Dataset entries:
============================================================
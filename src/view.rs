//! View transform for the editor canvas.
//!
//! Zoom and pan only change how the image is shown; they never touch the
//! source or the mask. The transform is needed to map pointer positions
//! back to native pixels for brush input and prompt points.

pub const MIN_ZOOM: f32 = 0.1;
pub const MAX_ZOOM: f32 = 4.0;
pub const ZOOM_STEP: f32 = 0.1;

#[derive(Debug, Clone, Copy, PartialEq)]
pub struct Viewport {
    native: (u32, u32),
    container: (f32, f32),
    zoom: f32,
    pan: (f32, f32),
}

impl Viewport {
    /// Fit a `native`-sized image into a `container` ("contain", never upscaled)
    pub fn new(native: (u32, u32), container: (f32, f32)) -> Self {
        Self {
            native,
            container,
            zoom: 1.0,
            pan: (0.0, 0.0),
        }
    }

    pub fn zoom(&self) -> f32 {
        self.zoom
    }

    pub fn pan(&self) -> (f32, f32) {
        self.pan
    }

    pub fn zoom_in(&mut self) {
        self.set_zoom(self.zoom + ZOOM_STEP);
    }

    pub fn zoom_out(&mut self) {
        self.set_zoom(self.zoom - ZOOM_STEP);
    }

    pub fn set_zoom(&mut self, zoom: f32) {
        // keep steps on the 0.1 grid
        let snapped = (zoom * 10.0).round() / 10.0;
        self.zoom = snapped.clamp(MIN_ZOOM, MAX_ZOOM);
    }

    pub fn pan_by(&mut self, dx: f32, dy: f32) {
        self.pan.0 += dx;
        self.pan.1 += dy;
    }

    pub fn reset(&mut self) {
        self.zoom = 1.0;
        self.pan = (0.0, 0.0);
    }

    pub fn resize_container(&mut self, width: f32, height: f32) {
        self.container = (width, height);
    }

    fn fit_scale(&self) -> f32 {
        let (nw, nh) = (self.native.0.max(1) as f32, self.native.1.max(1) as f32);
        (self.container.0 / nw).min(self.container.1 / nh).min(1.0)
    }

    /// On-screen size of the image, zoom included
    pub fn displayed_size(&self) -> (f32, f32) {
        let s = self.fit_scale() * self.zoom;
        (self.native.0 as f32 * s, self.native.1 as f32 * s)
    }

    /// Screen position of the image's top-left corner
    pub fn origin(&self) -> (f32, f32) {
        let (dw, dh) = self.displayed_size();
        (
            self.container.0 / 2.0 - dw / 2.0 + self.pan.0 * self.zoom,
            self.container.1 / 2.0 - dh / 2.0 + self.pan.1 * self.zoom,
        )
    }

    /// Native pixels per screen pixel
    pub fn scale(&self) -> f32 {
        let (dw, _) = self.displayed_size();
        if dw <= 0.0 {
            return 1.0;
        }
        self.native.0 as f32 / dw
    }

    /// Map a pointer position to native image coordinates
    pub fn screen_to_image(&self, sx: f32, sy: f32) -> (f32, f32) {
        let (ox, oy) = self.origin();
        let scale = self.scale();
        ((sx - ox) * scale, (sy - oy) * scale)
    }
}

#[cfg(test)]
mod tests {
    use super::*;

    fn approx(a: (f32, f32), b: (f32, f32)) -> bool {
        (a.0 - b.0).abs() < 1e-3 && (a.1 - b.1).abs() < 1e-3
    }

    #[test]
    fn test_fit_downscales_wide_image() {
        let view = Viewport::new((1000, 500), (500.0, 500.0));
        assert!(approx(view.displayed_size(), (500.0, 250.0)));
        assert!(approx(view.origin(), (0.0, 125.0)));
        assert!(approx(view.screen_to_image(250.0, 250.0), (500.0, 250.0)));
        assert!((view.scale() - 2.0).abs() < 1e-6);
    }

    #[test]
    fn test_small_image_is_not_upscaled() {
        let view = Viewport::new((100, 100), (800.0, 600.0));
        assert!(approx(view.displayed_size(), (100.0, 100.0)));
        assert!(approx(view.screen_to_image(400.0, 300.0), (50.0, 50.0)));
    }

    #[test]
    fn test_zoom_and_pan_move_the_mapping() {
        let mut view = Viewport::new((1000, 500), (500.0, 500.0));
        view.set_zoom(2.0);
        assert!(approx(view.screen_to_image(250.0, 250.0), (500.0, 250.0)));

        view.pan_by(10.0, 0.0);
        // pan is applied inside the scale, so 10px of pan moves 20 screen px
        assert!(approx(view.screen_to_image(270.0, 250.0), (500.0, 250.0)));
    }

    #[test]
    fn test_zoom_is_clamped() {
        let mut view = Viewport::new((10, 10), (10.0, 10.0));
        for _ in 0..100 {
            view.zoom_in();
        }
        assert_eq!(view.zoom(), MAX_ZOOM);
        for _ in 0..100 {
            view.zoom_out();
        }
        assert_eq!(view.zoom(), MIN_ZOOM);
        view.reset();
        assert_eq!(view.zoom(), 1.0);
    }
}
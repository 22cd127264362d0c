use super::OutputSink;
use crate::compositor;
use anyhow::{Context, Result};
use std::path::{Path, PathBuf};

/// Writes frames as PNG files (the download path)
pub struct PngFile {
    path: PathBuf,
}

impl PngFile {
    pub fn new<P: AsRef<Path>>(path: P) -> Self {
        Self {
            path: path.as_ref().to_path_buf(),
        }
    }
}

impl OutputSink for PngFile {
    fn write_frame(&mut self, frame: &image::RgbaImage) -> Result<()> {
        let bytes = compositor::encode_png(frame).context("Failed to encode PNG")?;
        std::fs::write(&self.path, bytes)
            .with_context(|| format!("Failed to write {}", self.path.display()))?;

        tracing::info!(
            "Wrote {}x{} PNG to {}",
            frame.width(),
            frame.height(),
            self.path.display()
        );
        Ok(())
    }
}
mod png;

pub use png::PngFile;

use anyhow::Result;
use image::RgbaImage;

/// Trait for output destinations
pub trait OutputSink {
    /// Write a rendered frame to the output
    fn write_frame(&mut self, frame: &RgbaImage) -> Result<()>;
}
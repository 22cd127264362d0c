use anyhow::{Context, Result};
use std::time::Duration;

pub const DEFAULT_API_URL: &str = "https://shilpanshu-sam2-backend.hf.space";
pub const DEFAULT_TIMEOUT_SECS: u64 = 180;
pub const DEFAULT_COLD_START_SECS: u64 = 15;

/// Runtime configuration loaded from the environment.
/// Every key is optional and falls back to the defaults above.
#[derive(Debug, Clone)]
pub struct Config {
    pub api_url: String,
    pub timeout: Duration,
    pub cold_start_after: Duration,
    /// Whether an opaque full-colour result still counts as a cutout.
    pub accept_opaque_fallback: bool,
}

impl Default for Config {
    fn default() -> Self {
        Self {
            api_url: DEFAULT_API_URL.to_string(),
            timeout: Duration::from_secs(DEFAULT_TIMEOUT_SECS),
            cold_start_after: Duration::from_secs(DEFAULT_COLD_START_SECS),
            accept_opaque_fallback: true,
        }
    }
}

impl Config {
    pub fn from_env() -> Result<Self> {
        dotenvy::dotenv().ok(); // load .env if present; ignore if missing
        Self::from_lookup(|key| std::env::var(key).ok())
    }

    fn from_lookup<F>(lookup: F) -> Result<Self>
    where
        F: Fn(&str) -> Option<String>,
    {
        let defaults = Self::default();

        Ok(Config {
            api_url: lookup("SEGMENTATION_API_URL").unwrap_or(defaults.api_url),
            timeout: parse_secs(&lookup, "SEGMENTATION_TIMEOUT_SECS")?.unwrap_or(defaults.timeout),
            cold_start_after: parse_secs(&lookup, "COLD_START_WARNING_SECS")?
                .unwrap_or(defaults.cold_start_after),
            accept_opaque_fallback: match lookup("ACCEPT_OPAQUE_FALLBACK") {
                Some(value) => value
                    .parse::<bool>()
                    .with_context(|| format!("ACCEPT_OPAQUE_FALLBACK must be true or false, got '{value}'"))?,
                None => defaults.accept_opaque_fallback,
            },
        })
    }
}

fn parse_secs<F>(lookup: &F, key: &str) -> Result<Option<Duration>>
where
    F: Fn(&str) -> Option<String>,
{
    lookup(key)
        .map(|value| {
            value
                .parse::<u64>()
                .map(Duration::from_secs)
                .with_context(|| format!("{key} must be a whole number of seconds, got '{value}'"))
        })
        .transpose()
}

#[cfg(test)]
mod tests {
    use super::*;
    use std::collections::HashMap;

    fn lookup_from(pairs: &[(&str, &str)]) -> impl Fn(&str) -> Option<String> {
        let map: HashMap<String, String> = pairs
            .iter()
            .map(|(k, v)| (k.to_string(), v.to_string()))
            .collect();
        move |key| map.get(key).cloned()
    }

    #[test]
    fn test_defaults_when_unset() {
        let config = Config::from_lookup(lookup_from(&[])).unwrap();
        assert_eq!(config.api_url, DEFAULT_API_URL);
        assert_eq!(config.timeout, Duration::from_secs(180));
        assert_eq!(config.cold_start_after, Duration::from_secs(15));
        assert!(config.accept_opaque_fallback);
    }

    #[test]
    fn test_overrides() {
        let config = Config::from_lookup(lookup_from(&[
            ("SEGMENTATION_API_URL", "http://localhost:7860/"),
            ("SEGMENTATION_TIMEOUT_SECS", "30"),
            ("ACCEPT_OPAQUE_FALLBACK", "false"),
        ]))
        .unwrap();
        assert_eq!(config.api_url, "http://localhost:7860/");
        assert_eq!(config.timeout, Duration::from_secs(30));
        assert!(!config.accept_opaque_fallback);
    }

    #[test]
    fn test_malformed_timeout_is_rejected() {
        let err = Config::from_lookup(lookup_from(&[("SEGMENTATION_TIMEOUT_SECS", "soon")]))
            .unwrap_err();
        assert!(err.to_string().contains("SEGMENTATION_TIMEOUT_SECS"));
    }
}
use image::{imageops, GrayImage, Rgba, RgbaImage};

/// Straight-alpha mask, one byte per pixel, same size as the source image.
/// 0 = background (transparent), 255 = foreground (opaque).
#[derive(Debug, Clone, PartialEq)]
pub struct MaskBuffer {
    alpha: GrayImage,
}

impl MaskBuffer {
    /// Fully transparent mask
    pub fn blank(width: u32, height: u32) -> Self {
        Self {
            alpha: GrayImage::new(width, height),
        }
    }

    pub fn from_alpha(alpha: GrayImage) -> Self {
        Self { alpha }
    }

    pub fn dimensions(&self) -> (u32, u32) {
        self.alpha.dimensions()
    }

    /// True when no pixels are allocated
    pub fn is_empty(&self) -> bool {
        self.alpha.width() == 0 || self.alpha.height() == 0
    }

    pub fn alpha_at(&self, x: u32, y: u32) -> u8 {
        self.alpha.get_pixel(x, y)[0]
    }

    pub fn as_gray(&self) -> &GrayImage {
        &self.alpha
    }

    pub(crate) fn as_gray_mut(&mut self) -> &mut GrayImage {
        &mut self.alpha
    }

    /// Replace every pixel with `alpha`, resampling first when the
    /// incoming plane has a different resolution.
    pub fn overwrite(&mut self, alpha: GrayImage) {
        let (width, height) = self.dimensions();

        self.alpha = if alpha.dimensions() != (width, height) {
            tracing::debug!(
                "Resizing mask {}x{} -> {}x{}",
                alpha.width(),
                alpha.height(),
                width,
                height
            );
            imageops::resize(&alpha, width, height, imageops::FilterType::Lanczos3)
        } else {
            alpha
        };
    }

    /// Soften the cutout edge with a gaussian blur of the alpha plane
    pub fn feather(&mut self, sigma: f32) {
        if sigma <= 0.0 || self.is_empty() {
            return;
        }
        let _span = tracing::debug_span!("feather", sigma).entered();
        self.alpha = imageops::blur(&self.alpha, sigma);
    }

    /// Opaque grayscale rendering of the mask for visualization
    pub fn preview(&self) -> RgbaImage {
        RgbaImage::from_fn(self.alpha.width(), self.alpha.height(), |x, y| {
            let v = self.alpha.get_pixel(x, y)[0];
            Rgba([v, v, v, 255])
        })
    }
}

#[cfg(test)]
mod tests {
    use super::*;
    use image::Luma;

    #[test]
    fn test_blank_is_all_zero() {
        let mask = MaskBuffer::blank(100, 100);
        assert_eq!(mask.dimensions(), (100, 100));
        assert!(mask.as_gray().pixels().all(|p| p[0] == 0));
        assert!(!mask.is_empty());
        assert!(MaskBuffer::blank(0, 0).is_empty());
    }

    #[test]
    fn test_overwrite_resamples_to_buffer_size() {
        let mut mask = MaskBuffer::blank(40, 30);
        mask.overwrite(GrayImage::from_pixel(80, 60, Luma([255])));
        assert_eq!(mask.dimensions(), (40, 30));
        assert!(mask.alpha_at(20, 15) >= 250);
    }

    #[test]
    fn test_feather_softens_hard_edge() {
        let mut mask = MaskBuffer::from_alpha(GrayImage::from_fn(40, 10, |x, _| {
            Luma([if x < 20 { 255 } else { 0 }])
        }));
        mask.feather(2.0);
        let edge = mask.alpha_at(20, 5);
        assert!(edge > 0 && edge < 255, "edge alpha {edge}");
        assert!(mask.alpha_at(0, 5) >= 250);
        assert!(mask.alpha_at(39, 5) <= 5);
    }

    #[test]
    fn test_preview_is_opaque_gray() {
        let mask = MaskBuffer::from_alpha(GrayImage::from_pixel(2, 2, Luma([90])));
        assert_eq!(*mask.preview().get_pixel(1, 1), Rgba([90, 90, 90, 255]));
    }

    #[test]
    fn test_feather_zero_is_noop() {
        let original = MaskBuffer::from_alpha(GrayImage::from_fn(8, 8, |x, _| Luma([x as u8 * 30])));
        let mut mask = original.clone();
        mask.feather(0.0);
        assert_eq!(mask, original);
    }
}
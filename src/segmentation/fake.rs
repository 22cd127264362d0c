use super::types::{MaskResponse, SegmentationBackend, SegmentationRequest};
use crate::error::{Result, SessionError};
use async_trait::async_trait;
use bytes::Bytes;
use image::{ImageFormat, RgbaImage};
use std::sync::atomic::{AtomicUsize, Ordering};
use std::time::Duration;
use tokio::time::sleep;

/// Backend that waits `delay` and then returns a canned response
pub(crate) struct FakeBackend {
    pub delay: Duration,
    pub response: Result<MaskResponse>,
    pub calls: AtomicUsize,
}

impl FakeBackend {
    pub(crate) fn png(image: &RgbaImage, delay: Duration) -> Self {
        let mut buf = std::io::Cursor::new(Vec::new());
        image.write_to(&mut buf, ImageFormat::Png).unwrap();
        Self::raw("image/png", buf.into_inner(), delay)
    }

    pub(crate) fn raw(content_type: &str, bytes: Vec<u8>, delay: Duration) -> Self {
        Self {
            delay,
            response: Ok(MaskResponse {
                content_type: content_type.to_string(),
                bytes: Bytes::from(bytes),
            }),
            calls: AtomicUsize::new(0),
        }
    }

    pub(crate) fn failing(status: u16, message: &str) -> Self {
        Self {
            delay: Duration::ZERO,
            response: Err(SessionError::Backend {
                status: Some(status),
                message: message.to_string(),
            }),
            calls: AtomicUsize::new(0),
        }
    }
}

#[async_trait]
impl SegmentationBackend for FakeBackend {
    async fn segment(&self, _request: &SegmentationRequest) -> Result<MaskResponse> {
        self.calls.fetch_add(1, Ordering::SeqCst);
        sleep(self.delay).await;
        match &self.response {
            Ok(r) => Ok(r.clone()),
            Err(SessionError::Backend { status, message }) => Err(SessionError::Backend {
                status: *status,
                message: message.clone(),
            }),
            Err(e) => Err(SessionError::backend(e.to_string())),
        }
    }
}

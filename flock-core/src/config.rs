use crate::error::FlockError;
use crate::Vector2D;

/// Tuning for one simulation, fixed at construction.
///
/// The three strengths are meant to lie in `[0, 1]` but are used as given.
#[derive(Debug, Clone, Copy, PartialEq)]
pub struct FlockConfiguration {
    /// Agents spawned by [`crate::FlockSimulator::spawn_configured`].
    pub count: usize,
    /// Distance travelled per unit of simulated time.
    pub speed: f32,
    pub neighbor_radius: f32,
    pub separation_strength: f32,
    pub alignment_strength: f32,
    pub cohesion_strength: f32,
    /// Width and height of the nominal area, origin at `(0, 0)`.
    pub area_size: Vector2D,
    /// Distance past an edge an agent may travel before it wraps.
    pub margin: f32,
}

impl FlockConfiguration {
    pub const DEFAULT_COUNT: usize = 5;
    pub const DEFAULT_SPEED: f32 = 5.0;
    pub const DEFAULT_NEIGHBOR_RADIUS: f32 = 92.0;
    pub const DEFAULT_SEPARATION_STRENGTH: f32 = 0.1;
    pub const DEFAULT_ALIGNMENT_STRENGTH: f32 = 0.5;
    pub const DEFAULT_COHESION_STRENGTH: f32 = 0.25;
    pub const DEFAULT_MARGIN: f32 = 32.0;

    /// Default tuning over an area of `width` x `height`.
    pub fn with_area(width: f32, height: f32) -> Self {
        Self {
            count: Self::DEFAULT_COUNT,
            speed: Self::DEFAULT_SPEED,
            neighbor_radius: Self::DEFAULT_NEIGHBOR_RADIUS,
            separation_strength: Self::DEFAULT_SEPARATION_STRENGTH,
            alignment_strength: Self::DEFAULT_ALIGNMENT_STRENGTH,
            cohesion_strength: Self::DEFAULT_COHESION_STRENGTH,
            area_size: Vector2D::new(width, height),
            margin: Self::DEFAULT_MARGIN,
        }
    }

    /// Rejects values that would break the stepping rules. Strengths only
    /// scale steering terms and are not checked.
    pub fn validate(&self) -> Result<(), FlockError> {
        if !non_negative(self.speed) {
            return Err(FlockError::InvalidSpeed(self.speed));
        }

        if !non_negative(self.neighbor_radius) {
            return Err(FlockError::InvalidRadius(self.neighbor_radius));
        }

        let Vector2D { x: width, y: height } = self.area_size;
        if !non_negative(width) || !non_negative(height) {
            return Err(FlockError::InvalidAreaSize { width, height });
        }

        if !non_negative(self.margin) {
            return Err(FlockError::InvalidMargin(self.margin));
        }

        Ok(())
    }
}

/// Finite and `>= 0`. NaN fails.
pub(crate) fn non_negative(value: f32) -> bool {
    value.is_finite() && value >= 0.0
}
============================================================
Only the lines from the first line of the records through the line containing "image into a" should be repeated, exactly as they appear.

filename src/view.rs
//! View transform for the editor canvas.
//!
//! Zoom and pan only change how the image is shown; they never touch the
//! source or the mask. The transform is needed to map pointer positions
//! back to native pixels for brush input and prompt points.

pub const MIN_ZOOM: f32 = 0.1;
pub const MAX_ZOOM: f32 = 4.0;
pub const ZOOM_STEP: f32 = 0.1;

#[derive(Debug, Clone, Copy, PartialEq)]
pub struct Viewport {
    native: (u32, u32),
    container: (f32, f32),
    zoom: f32,
    pan: (f32, f32),
}

impl Viewport {
    /// Fit a `native`-sized image into a `container` ("contain", never upscaled)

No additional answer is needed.